Confucianism, a great humanistic Chinese philosophy, is rooted in Chinese society as


one of the fundamental of culture. Although 2500 years after Confucius established his virtue
teachings and rules for social reform, the beliefs and customs that he advocated are still alive
today in Asian countries, such as Japan, Korea, Singapore, Vietnam in addition to Chinese
areas (Mainland China, Taiwan, Hong Kong). Confucianism has deep influences and
tremendous impact on how the Chinese live their lives, and how the Chinese teach their
younger generation to live their lives. In Chinese society, Confucianism is regarded as a code
of conduct, a set of virtue that should be obeyed and delivered as a part of Chinese traditions.
In other words, Confucianism is composed of moral, social, political and religious teachings
built up by Confucius and the ancient Chinese traditions. It is extremely important and also a
definite duty for Chinese people to behave.
In Taiwan school education, Chinese classic philosophy is taught and discussed from
junior high school education. The students were mostly anxious for understanding the literal
meanings than the thoughts in the ancient articles because of the entrance examines. After the
innovation of education system, there are more emphasis on idea inspiration than meaning
memorizing in Chinese courses at school. The Chinese classics are continuously taught until
the university level. However, it is a question that how much the young generation can really
understand the spirit of Confucianism and follow the teachings as beliefs by school education
since the environment and the way young generation value things is changing.
In the study of Yang and Cheng (1987), four groups of Confucian values preserved in
Taiwan were pointed out as below:
(1) Family: family and clan responsibilities, obedience to one’s elders
(2) Group: acceptance of the hierarchical structure of society, trust in and
obedience to authority, commitment to the solidarity, harmony, norms of
the group
(3) Job-orientation: education, skills, hard work, frugality
(4) Disposition: austerity, calmness, humility, self-control
Either in the family teaching or school education, having concern towards the others, towards
the entire group is usually emphasized in Chinese society. Each person doesn’t exist as an
individual, but a part/a member of the family or group. Therefore, a person has to behave by
following the ethics with the responsibilities that concern to the group he belongs and the
position he stands on. It is a duty for Chinese people to live in this way, and the value of life
presents its splendour after morality accomplished.
According to the Hofstede’s (1980) measure of individualism, Taiwan is ranked as the
position 44 of 53, which means it is a highly collectivistic society. Individualism and
collectivism are cultural “syndromes”. They reflect attitudes, beliefs, norms, roles, self-
definitions, and values. Collectivism reflects the relative emphasis on the collective, such as
the union of family, work group, tribe, and nation. The major difference between collectivists
and individualists is that what they pay attention to (Triandis, 1990). Collectivists define
themselves by using group attributes, see behaviour as reflecting group influences, see
success as due to the help received from others, and failure due to internal factors. Thus,
collectivists are context-dependent (Cohen, 1991). Collectivists focus on ascribed attributes
of the other, such as family background, age, sex, and so on. The other person’s group
identity is crucial to the collectivist. Groups are perceived as homogeneous, and in-groups are
more homogeneous than out-groups. Furthermore, for collectivists, behaviour must be
“appropriate” and whether attitudes are or are not consistent is trivial matter for them.

Emphases on Family
Confucian philosophy has been the most powerful influence shaping the Chinese
culture, the conceptions of Chinese for thousands of years. Undoubtedly, it is composed of
the dominant value system in Chinese societies. In Confucianism, nothing is more important
for good government and peace than proper family relationships. In Confucianism, the family
is the framework for establishing graceful interactions with others. It is still the single most
important social institution in imparting ways of learning to be human. Therefore, family
education is importantly attached as a component for the children’s growth.
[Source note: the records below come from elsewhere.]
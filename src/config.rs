//! Configuration types for the sync client.

use crate::error::{Result, TimeslicerError};
use serde::{Deserialize, Serialize};
use std::path::{Path, PathBuf};
use std::time::Duration;

/// Top-level configuration.
#[derive(Debug, Clone, Default, PartialEq, Serialize, Deserialize)]
#[serde(default)]
pub struct TimeslicerConfig {
    /// Remote state store connection.
    pub remote: RemoteConfig,
    /// Save/reload timing policy.
    pub sync: SyncConfig,
    /// Reference time zone for day/week keys.
    pub time: TimeConfig,
}

/// Remote state store settings.
#[derive(Debug, Clone, PartialEq, Serialize, Deserialize)]
#[serde(default)]
pub struct RemoteConfig {
    /// Base URL of the state service (e.g. `https://api.example.com/timeslicer`).
    ///
    /// When `None`, state is kept in a local file per client identity.
    pub api_base: Option<String>,
    /// Client identity sent as the `X-TimeSlicer-Client` header.
    ///
    /// Every device using the same identity shares one document.
    pub client_id: String,
    /// Optional bearer token for the `Authorization` header.
    pub bearer_token: Option<String>,
    /// Per-request timeout. A request exceeding it counts as a failed attempt.
    pub request_timeout_secs: u64,
}

impl Default for RemoteConfig {
    fn default() -> Self {
        Self {
            api_base: None,
            client_id: "default".to_owned(),
            bearer_token: None,
            request_timeout_secs: 10,
        }
    }
}

/// Delay growth between save retries.
#[derive(Debug, Clone, Copy, Default, PartialEq, Eq, Serialize, Deserialize)]
#[serde(rename_all = "lowercase")]
pub enum BackoffKind {
    /// `retry_delay * attempt`.
    Linear,
    /// `retry_delay * 2^(attempt - 1)`.
    #[default]
    Exponential,
}

impl BackoffKind {
    /// Delay before retry number `attempt` (1-based) given a base delay.
    pub fn delay(self, base: Duration, attempt: u32) -> Duration {
        let attempt = attempt.max(1);
        match self {
            Self::Linear => base.saturating_mul(attempt),
            Self::Exponential => {
                let shift = (attempt - 1).min(31);
                base.saturating_mul(1u32 << shift)
            }
        }
    }
}

/// Save coalescing, retry, and reload timing.
#[derive(Debug, Clone, PartialEq, Serialize, Deserialize)]
#[serde(default)]
pub struct SyncConfig {
    /// Maximum write attempts per document before it is dropped.
    pub max_save_attempts: u32,
    /// Base delay between write attempts in milliseconds.
    pub retry_delay_ms: u64,
    /// Growth of the retry delay.
    pub backoff: BackoffKind,
    /// Delay between the first save request and the write, during which
    /// newer documents replace the pending one.
    pub save_debounce_ms: u64,
    /// A remote reload is discarded when a local commit happened within this
    /// window of the reload starting.
    pub reconcile_debounce_ms: u64,
    /// Periodic reload interval while visible.
    pub resync_interval_secs: u64,
    /// Periodic day/week rollover check interval.
    pub rollover_check_secs: u64,
}

impl Default for SyncConfig {
    fn default() -> Self {
        Self {
            max_save_attempts: 3,
            retry_delay_ms: 500,
            backoff: BackoffKind::default(),
            save_debounce_ms: 250,
            reconcile_debounce_ms: 2_000,
            resync_interval_secs: 30,
            rollover_check_secs: 60,
        }
    }
}

impl SyncConfig {
    pub fn save_debounce(&self) -> Duration {
        Duration::from_millis(self.save_debounce_ms)
    }

    pub fn reconcile_debounce(&self) -> Duration {
        Duration::from_millis(self.reconcile_debounce_ms)
    }
}

/// Time zone settings.
#[derive(Debug, Clone, PartialEq, Serialize, Deserialize)]
#[serde(default)]
pub struct TimeConfig {
    /// IANA zone name used to derive day and week keys.
    pub time_zone: String,
}

impl Default for TimeConfig {
    fn default() -> Self {
        Self {
            time_zone: "America/Los_Angeles".to_owned(),
        }
    }
}

impl TimeConfig {
    /// Parse the configured zone.
    ///
    /// # Errors
    ///
    /// Returns [`TimeslicerError::Config`] for unknown zone names.
    pub fn zone(&self) -> Result<chrono_tz::Tz> {
        self.time_zone.parse::<chrono_tz::Tz>().map_err(|e| {
            TimeslicerError::Config(format!("unknown time zone '{}': {e}", self.time_zone))
        })
    }
}

impl TimeslicerConfig {
    /// Load configuration from a TOML file, falling back to defaults for missing fields.
    ///
    /// # Errors
    ///
    /// Returns an error if the file cannot be read or parsed.
    pub fn from_file(path: &Path) -> Result<Self> {
        let content = std::fs::read_to_string(path)?;
        toml::from_str(&content).map_err(|e| TimeslicerError::Config(e.to_string()))
    }

    /// Load from `path` if it exists, otherwise return defaults.
    ///
    /// # Errors
    ///
    /// Returns an error if an existing file cannot be read or parsed.
    pub fn load_or_default(path: &Path) -> Result<Self> {
        if path.exists() {
            Self::from_file(path)
        } else {
            Ok(Self::default())
        }
    }

    /// Save configuration to a TOML file, creating parent directories as needed.
    ///
    /// # Errors
    ///
    /// Returns an error if the file cannot be written or the config cannot be serialized.
    pub fn save_to_file(&self, path: &Path) -> Result<()> {
        if let Some(parent) = path.parent() {
            std::fs::create_dir_all(parent)?;
        }
        let content =
            toml::to_string_pretty(self).map_err(|e| TimeslicerError::Config(e.to_string()))?;
        std::fs::write(path, content)?;
        Ok(())
    }

    /// Returns the default config file path (`paths::config_file()`).
    pub fn default_config_path() -> PathBuf {
        crate::paths::config_file()
    }

    /// Apply `TIMESLICER_API_BASE`, `TIMESLICER_TOKEN`, and
    /// `TIMESLICER_CLIENT_ID` from the process environment.
    pub fn apply_env_overrides(&mut self) {
        self.apply_overrides_from(|key| std::env::var(key).ok());
    }

    /// Apply overrides from an arbitrary lookup. Blank values are ignored.
    pub fn apply_overrides_from(&mut self, lookup: impl Fn(&str) -> Option<String>) {
        let get = |key: &str| {
            lookup(key)
                .map(|v| v.trim().to_owned())
                .filter(|v| !v.is_empty())
        };

        if let Some(base) = get("TIMESLICER_API_BASE") {
            self.remote.api_base = Some(base);
        }
        if let Some(token) = get("TIMESLICER_TOKEN") {
            self.remote.bearer_token = Some(token);
        }
        if let Some(client_id) = get("TIMESLICER_CLIENT_ID") {
            self.remote.client_id = client_id;
        }
    }

    /// Per-request timeout as a [`Duration`].
    pub fn request_timeout(&self) -> Duration {
        Duration::from_secs(self.remote.request_timeout_secs.max(1))
    }
}
//! Application directory paths.
//!
//! Uses the [`dirs`] crate for platform-appropriate directory resolution.
//!
//! | Purpose | macOS | Linux |
//! |---------|-------|-------|
//! | Data (local state store) | `~/Library/Application Support/timeslicer/` | `~/.local/share/timeslicer/` |
//! | Config | `~/Library/Application Support/timeslicer/` | `~/.config/timeslicer/` |
//!
//! # Environment Overrides
//!
//! - `TIMESLICER_DATA_DIR` overrides [`data_dir`]
//! - `TIMESLICER_CONFIG_DIR` overrides [`config_dir`]

use std::path::PathBuf;

/// Application data root directory.
///
/// Holds the file-backed state documents used when no remote store is
/// configured.
#[must_use]
pub fn data_dir() -> PathBuf {
    if let Some(override_dir) = std::env::var_os("TIMESLICER_DATA_DIR") {
        return PathBuf::from(override_dir);
    }
    dirs::data_dir()
        .map(|d| d.join("timeslicer"))
        .unwrap_or_else(|| PathBuf::from("/tmp/timeslicer-data"))
}

/// Application config directory.
#[must_use]
pub fn config_dir() -> PathBuf {
    if let Some(override_dir) = std::env::var_os("TIMESLICER_CONFIG_DIR") {
        return PathBuf::from(override_dir);
    }
    dirs::config_dir()
        .map(|d| d.join("timeslicer"))
        .unwrap_or_else(|| PathBuf::from("/tmp/timeslicer-config"))
}

/// Main config file path (`config_dir()/config.toml`).
#[must_use]
pub fn config_file() -> PathBuf {
    config_dir().join("config.toml")
}

/// Directory for locally stored state documents (`data_dir()/state/`).
#[must_use]
pub fn state_dir() -> PathBuf {
    data_dir().join("state")
}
The Five Cardinal Relationships


The ethical arrangements for interpersonal relationships established with the concepts
of benevolence (ren), righteousness (yi), and propriety (li) in Confucianism. Behaviour that
favours people with whom has a close relationship can be termed benevolence; respecting
those for whom respect is required by the relationship is called righteousness; and acting
according to previously established rite or social norms is called propriety. Confucius advised
that social interaction should begin with an assessment of the role relationship between
oneself and others along two social dimensions: intimacy/distance and superiority/inferiority
(Hwang, 1999).
In Confucianism, how to make harmony in dealing with relationship issues is
emphasized. The component of hierarchy is certainly important. To demonstrate this
hierarchy are the five cardinal relationships as below (Kim, 1979):
1. Parent-Child
The parent-child relationship is considered life’s most stable, unchanging, lasting
relationship. Filial piety is the main emphasis symbolizing the ethics in this
relationship. In Chinese traditional concepts, only a son can make efforts to the family, and a
daughter is worthless because she will be one of the other family’s belongings anyway.
Therefore, sons won almost all the parents’ love, and stand on a higher position than
daughters in the family. Thus, a daughter’s filial piety to her parents was less critical than a
son’s. In fact, in the original wording of this relationship was father-son. This relationship
could expand to the relationship between elder generation and young generation. The
younger generation should show his/her respect to the elders in the society.
2. Ruler-Subject
This relationship symbolizes loyalty. The ruler-subject relationship can be seen as an
extension of the parents- child relationship, just as parents care for their children. In the same
way, it is an obligation for the ruler to take care for his subjects. To put loyalty into practice,
one as a subject or a child ought to respect and obey the ruler or parents because it is morally
right and obligatory to do so.
3. Elder Brother-Younger Brother
The elder brother-younger brother relationship represents the inherent higher status of
someone who is senior in age, experience, and therefore, presumably, wisdom. Furthermore,
this kind of relationship is not restricted only to blood brothers. It can be extended to any
senior-junior relationship in the group, organization, and society.
4. Husband-Wife
In stark contrast to American culture, the Confucian husband-wife relationship has been
marked by segregation. This relationship is standing on the status of man and woman in
Chinese society. In ancient Chinese society, marriage did not signify the formation of a new
family. Instead, marriage signified the extension of an existing family, namely, of course the
husband’s. More succinctly, it is the one singular purpose for marriage to provide male
children to perpetuate the husband’s family line. Even in modern society, this traditional
thought is still rooted in old generation, and it brought the conflicts between generations.
Under this kind of circumstance, there are only absolute obligations waiting for a wife to
practice, such as obedience towards her husband, towards the parents-in-law.
5. Friend-Friend
The friend-friend relationship is based on mutual trust and faithfulness. The
relationship between two friends most closely resembles the American ideal of equality.
We can find that three of the five cardinal relationships (Parent-Child, Elder Brother-Younger
Brother, Husband-Wife) are concerned with familial relationships, and the other two are
consanguineous relationships. The conjugal relationship is considered as the least important
familial relationship. This can partially explains why a man cannot stand on his wife’s side
while there is a conflict between his wife and parents. This illustrates the situation clearly that
in a Confucian society, blood is indeed thicker than water as Chinese people usually say. In
addition, it should be noted that, except for the relationship between friends, the relationships
are vertical between superiors and inferiors.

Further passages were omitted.